ABOUT THIS TASK = Determine which lines of the records include the word "readable", and copy them.

(Saved entries)
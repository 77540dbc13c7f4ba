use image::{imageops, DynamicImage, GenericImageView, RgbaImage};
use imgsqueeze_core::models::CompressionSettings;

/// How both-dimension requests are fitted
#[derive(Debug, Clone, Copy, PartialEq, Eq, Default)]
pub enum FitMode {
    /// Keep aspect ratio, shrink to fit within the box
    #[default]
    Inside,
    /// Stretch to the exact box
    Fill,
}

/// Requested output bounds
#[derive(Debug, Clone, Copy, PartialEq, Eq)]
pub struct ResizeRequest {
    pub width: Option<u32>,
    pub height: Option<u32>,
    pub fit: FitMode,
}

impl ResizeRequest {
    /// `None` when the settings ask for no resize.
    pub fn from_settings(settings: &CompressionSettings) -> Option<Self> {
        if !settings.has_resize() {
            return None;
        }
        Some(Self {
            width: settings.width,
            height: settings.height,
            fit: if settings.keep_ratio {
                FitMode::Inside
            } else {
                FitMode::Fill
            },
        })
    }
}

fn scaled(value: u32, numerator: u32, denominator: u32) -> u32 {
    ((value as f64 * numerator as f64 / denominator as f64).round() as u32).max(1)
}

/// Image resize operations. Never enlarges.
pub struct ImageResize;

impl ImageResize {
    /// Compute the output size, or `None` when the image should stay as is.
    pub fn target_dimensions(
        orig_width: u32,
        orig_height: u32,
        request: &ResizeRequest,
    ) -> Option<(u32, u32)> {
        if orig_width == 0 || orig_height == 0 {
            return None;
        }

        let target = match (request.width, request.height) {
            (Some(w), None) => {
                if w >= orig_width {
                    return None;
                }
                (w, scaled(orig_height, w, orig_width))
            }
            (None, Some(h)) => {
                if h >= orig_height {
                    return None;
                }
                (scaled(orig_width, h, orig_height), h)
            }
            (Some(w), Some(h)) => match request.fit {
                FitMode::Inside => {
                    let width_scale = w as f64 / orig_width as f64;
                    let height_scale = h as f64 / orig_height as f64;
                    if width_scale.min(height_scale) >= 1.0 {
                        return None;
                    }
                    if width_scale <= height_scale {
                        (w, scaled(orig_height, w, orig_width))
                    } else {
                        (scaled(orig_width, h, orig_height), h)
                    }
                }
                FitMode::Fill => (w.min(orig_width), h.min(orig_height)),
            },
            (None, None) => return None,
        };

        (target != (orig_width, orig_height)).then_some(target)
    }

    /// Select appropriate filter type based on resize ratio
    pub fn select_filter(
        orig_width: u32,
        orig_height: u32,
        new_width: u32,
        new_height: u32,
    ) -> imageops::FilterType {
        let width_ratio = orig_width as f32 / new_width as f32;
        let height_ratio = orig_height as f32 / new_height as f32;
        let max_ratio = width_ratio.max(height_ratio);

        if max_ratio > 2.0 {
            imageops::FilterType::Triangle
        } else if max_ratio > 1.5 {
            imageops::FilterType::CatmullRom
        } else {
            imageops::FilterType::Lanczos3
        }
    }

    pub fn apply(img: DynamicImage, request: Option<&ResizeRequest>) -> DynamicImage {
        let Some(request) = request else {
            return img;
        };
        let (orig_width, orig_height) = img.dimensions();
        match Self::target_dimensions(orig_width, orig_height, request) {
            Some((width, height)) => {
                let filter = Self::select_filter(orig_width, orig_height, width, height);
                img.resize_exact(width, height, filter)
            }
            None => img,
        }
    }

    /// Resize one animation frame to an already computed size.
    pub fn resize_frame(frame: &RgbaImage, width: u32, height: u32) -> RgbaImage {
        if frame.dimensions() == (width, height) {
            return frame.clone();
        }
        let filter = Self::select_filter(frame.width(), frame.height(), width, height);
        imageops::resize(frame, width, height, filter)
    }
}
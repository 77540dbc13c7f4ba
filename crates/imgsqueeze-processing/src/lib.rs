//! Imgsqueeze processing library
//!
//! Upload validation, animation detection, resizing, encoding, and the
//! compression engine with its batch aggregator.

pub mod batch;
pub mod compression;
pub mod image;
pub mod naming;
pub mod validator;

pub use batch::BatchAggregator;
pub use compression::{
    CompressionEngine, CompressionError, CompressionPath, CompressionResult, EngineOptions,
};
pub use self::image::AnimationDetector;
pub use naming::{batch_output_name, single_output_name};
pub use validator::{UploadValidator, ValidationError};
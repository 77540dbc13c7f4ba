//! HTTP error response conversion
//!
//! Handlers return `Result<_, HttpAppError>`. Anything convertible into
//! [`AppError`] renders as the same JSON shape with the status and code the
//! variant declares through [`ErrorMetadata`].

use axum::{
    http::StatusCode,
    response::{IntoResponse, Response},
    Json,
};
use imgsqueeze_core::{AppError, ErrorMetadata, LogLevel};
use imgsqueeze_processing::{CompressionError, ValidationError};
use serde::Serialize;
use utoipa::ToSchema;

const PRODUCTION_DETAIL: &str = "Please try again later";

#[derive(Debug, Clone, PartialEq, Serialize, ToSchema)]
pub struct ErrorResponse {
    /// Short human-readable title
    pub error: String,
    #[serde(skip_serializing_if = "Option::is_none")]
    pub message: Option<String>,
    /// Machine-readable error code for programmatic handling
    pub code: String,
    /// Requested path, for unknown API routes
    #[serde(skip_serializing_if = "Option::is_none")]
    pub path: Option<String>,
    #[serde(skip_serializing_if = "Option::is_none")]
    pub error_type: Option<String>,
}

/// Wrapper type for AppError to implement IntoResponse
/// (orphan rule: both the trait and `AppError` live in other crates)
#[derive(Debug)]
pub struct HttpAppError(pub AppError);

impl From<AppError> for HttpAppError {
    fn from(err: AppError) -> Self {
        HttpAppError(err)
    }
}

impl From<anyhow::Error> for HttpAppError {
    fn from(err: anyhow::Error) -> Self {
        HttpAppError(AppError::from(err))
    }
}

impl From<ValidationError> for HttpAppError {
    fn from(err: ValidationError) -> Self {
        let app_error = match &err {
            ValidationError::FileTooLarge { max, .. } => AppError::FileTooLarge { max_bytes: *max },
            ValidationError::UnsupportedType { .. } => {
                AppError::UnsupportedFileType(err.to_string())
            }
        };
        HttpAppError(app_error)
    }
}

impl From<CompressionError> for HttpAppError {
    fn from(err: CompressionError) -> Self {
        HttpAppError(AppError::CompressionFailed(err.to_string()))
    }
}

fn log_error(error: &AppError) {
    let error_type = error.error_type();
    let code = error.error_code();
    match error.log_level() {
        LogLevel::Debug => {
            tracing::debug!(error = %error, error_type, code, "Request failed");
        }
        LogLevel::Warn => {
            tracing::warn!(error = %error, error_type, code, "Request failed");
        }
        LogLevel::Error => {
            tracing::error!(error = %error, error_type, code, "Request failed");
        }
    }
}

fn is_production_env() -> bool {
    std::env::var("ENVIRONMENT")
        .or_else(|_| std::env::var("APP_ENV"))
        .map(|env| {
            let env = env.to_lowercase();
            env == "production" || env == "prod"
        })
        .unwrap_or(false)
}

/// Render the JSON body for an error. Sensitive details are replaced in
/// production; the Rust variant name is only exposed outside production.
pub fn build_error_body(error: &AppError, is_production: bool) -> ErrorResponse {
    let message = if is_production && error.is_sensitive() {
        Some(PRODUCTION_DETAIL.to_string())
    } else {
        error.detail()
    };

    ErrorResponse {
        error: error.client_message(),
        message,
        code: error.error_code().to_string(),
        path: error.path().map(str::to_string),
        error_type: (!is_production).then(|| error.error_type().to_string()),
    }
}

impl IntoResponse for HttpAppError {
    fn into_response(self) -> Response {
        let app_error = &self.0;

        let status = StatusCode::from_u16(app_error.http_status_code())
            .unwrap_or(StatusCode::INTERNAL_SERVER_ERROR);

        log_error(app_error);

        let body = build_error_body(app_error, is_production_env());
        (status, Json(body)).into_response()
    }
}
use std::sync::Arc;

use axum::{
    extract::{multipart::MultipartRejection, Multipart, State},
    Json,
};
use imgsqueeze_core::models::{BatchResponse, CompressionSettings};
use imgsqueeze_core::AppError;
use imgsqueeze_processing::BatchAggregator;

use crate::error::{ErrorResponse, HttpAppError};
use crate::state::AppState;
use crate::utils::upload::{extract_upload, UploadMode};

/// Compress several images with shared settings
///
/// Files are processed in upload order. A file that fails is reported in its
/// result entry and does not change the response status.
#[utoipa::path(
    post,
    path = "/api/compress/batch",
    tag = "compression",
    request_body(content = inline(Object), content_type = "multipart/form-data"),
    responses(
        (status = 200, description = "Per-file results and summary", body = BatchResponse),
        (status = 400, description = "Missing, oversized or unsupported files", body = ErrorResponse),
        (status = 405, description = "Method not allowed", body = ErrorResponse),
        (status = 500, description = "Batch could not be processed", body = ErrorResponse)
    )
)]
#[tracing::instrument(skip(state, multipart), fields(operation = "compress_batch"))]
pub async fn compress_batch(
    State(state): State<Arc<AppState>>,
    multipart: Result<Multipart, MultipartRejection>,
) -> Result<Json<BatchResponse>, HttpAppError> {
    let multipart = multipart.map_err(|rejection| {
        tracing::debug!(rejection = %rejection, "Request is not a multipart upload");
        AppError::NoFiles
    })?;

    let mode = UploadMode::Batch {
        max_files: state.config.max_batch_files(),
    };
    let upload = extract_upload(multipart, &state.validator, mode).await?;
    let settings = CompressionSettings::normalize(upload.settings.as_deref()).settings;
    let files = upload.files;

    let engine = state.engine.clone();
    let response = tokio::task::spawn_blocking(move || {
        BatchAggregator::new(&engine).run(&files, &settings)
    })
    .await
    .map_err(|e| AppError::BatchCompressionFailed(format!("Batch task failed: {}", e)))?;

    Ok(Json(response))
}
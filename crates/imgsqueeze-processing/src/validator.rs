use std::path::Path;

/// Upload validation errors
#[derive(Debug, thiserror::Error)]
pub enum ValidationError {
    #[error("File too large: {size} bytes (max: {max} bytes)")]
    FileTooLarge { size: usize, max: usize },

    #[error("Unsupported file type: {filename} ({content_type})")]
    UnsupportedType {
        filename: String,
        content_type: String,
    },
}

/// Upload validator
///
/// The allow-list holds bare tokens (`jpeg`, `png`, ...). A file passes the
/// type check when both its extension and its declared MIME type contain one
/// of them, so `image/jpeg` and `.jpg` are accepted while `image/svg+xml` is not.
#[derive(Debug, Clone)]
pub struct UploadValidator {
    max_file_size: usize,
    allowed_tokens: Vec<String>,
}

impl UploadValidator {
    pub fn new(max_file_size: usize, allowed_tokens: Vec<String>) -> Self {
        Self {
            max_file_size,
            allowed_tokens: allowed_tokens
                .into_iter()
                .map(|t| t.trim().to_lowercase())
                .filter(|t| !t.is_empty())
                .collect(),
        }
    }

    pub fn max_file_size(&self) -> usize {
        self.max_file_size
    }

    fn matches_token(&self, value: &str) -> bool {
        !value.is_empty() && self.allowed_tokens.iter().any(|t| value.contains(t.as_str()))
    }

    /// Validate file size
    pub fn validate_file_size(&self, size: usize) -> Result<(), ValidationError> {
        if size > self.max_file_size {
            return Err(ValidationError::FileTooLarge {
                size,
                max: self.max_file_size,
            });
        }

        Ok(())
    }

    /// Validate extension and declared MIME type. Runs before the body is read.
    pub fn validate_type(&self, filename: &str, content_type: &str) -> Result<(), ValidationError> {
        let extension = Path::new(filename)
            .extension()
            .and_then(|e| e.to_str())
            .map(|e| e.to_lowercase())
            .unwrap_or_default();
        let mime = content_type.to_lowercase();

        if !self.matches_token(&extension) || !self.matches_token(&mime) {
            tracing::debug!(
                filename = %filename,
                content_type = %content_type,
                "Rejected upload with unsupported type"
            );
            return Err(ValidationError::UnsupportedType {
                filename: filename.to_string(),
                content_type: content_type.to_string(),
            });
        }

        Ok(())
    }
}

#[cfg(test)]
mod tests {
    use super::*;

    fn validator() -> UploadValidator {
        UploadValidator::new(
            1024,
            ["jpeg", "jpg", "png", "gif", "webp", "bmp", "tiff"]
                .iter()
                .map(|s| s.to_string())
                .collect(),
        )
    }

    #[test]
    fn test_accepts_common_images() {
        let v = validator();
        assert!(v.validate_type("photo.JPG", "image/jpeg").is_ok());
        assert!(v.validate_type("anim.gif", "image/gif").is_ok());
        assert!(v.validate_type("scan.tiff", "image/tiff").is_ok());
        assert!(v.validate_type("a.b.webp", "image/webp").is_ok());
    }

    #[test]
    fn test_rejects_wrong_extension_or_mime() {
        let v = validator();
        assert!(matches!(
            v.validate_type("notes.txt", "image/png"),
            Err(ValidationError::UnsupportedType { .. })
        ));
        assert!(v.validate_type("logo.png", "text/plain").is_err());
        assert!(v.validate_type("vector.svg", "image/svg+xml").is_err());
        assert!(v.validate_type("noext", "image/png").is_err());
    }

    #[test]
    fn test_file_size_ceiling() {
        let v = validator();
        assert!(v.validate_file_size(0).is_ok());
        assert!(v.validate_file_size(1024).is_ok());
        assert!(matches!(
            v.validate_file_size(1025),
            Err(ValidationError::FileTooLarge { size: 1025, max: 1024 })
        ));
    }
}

COMPLETED TASK =
    /// Short human-readable title
    /// Machine-readable error code for programmatic handling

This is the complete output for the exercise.